The teacher might bring in a pumpkin to carve, but anyone who planted pumpkins used them for pies, not jack-o'-lanterns. Instead we cut jack-o'-lanterns and witches on brooms and ghosts and black cats from construction paper. We pasted these above the blackboards that ran across the front of the school.
Some of us would bring in candy: colorful and super-sugary corn, black- and orange-wrapped taffy kisses with peanut butter centers, and caramels. We might counter the sweetness by eating the apples we bobbed for in a round tin tub.

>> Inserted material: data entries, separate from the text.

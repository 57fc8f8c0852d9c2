//! Outgoing message composition
//!
//! A [`Draft`] collects recipients, subject, an HTML body and attachments;
//! [`build_mime_message`] renders it as a `multipart/mixed` RFC 822 message
//! and [`encode_raw`] produces the form `messages.send` accepts.

mod draft;
mod mime;

pub use draft::Draft;
pub use mime::{build_mime_message, encode_raw, random_boundary, sniff_content_type};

The 4-H Club livened things up at night with a bonfire. 4-Hers would gather dry branches and sticks and build the fire somewhere it couldn't spread, typically in someone's fieldsor on the gravel drive at the school. Almost all of us carried pocket knives, and we'd find slender branches about four feet long, strip them, and whittle points at the tips. As the flames died down, you put a wiener on the end of your stick and held it over the coals. Usually we ate the hotdogs burned on the outside and cold in the middle, which described us as we huddled around the fire in the cold.
The best part was the dessert, marshmallows roasted on the end of the sticks. I never minded if mine got burnt, as long as the inside melted to a gooey mess. Nothing matches the feel of a melted marshmallow on the tongue and the chilly night air on the skin.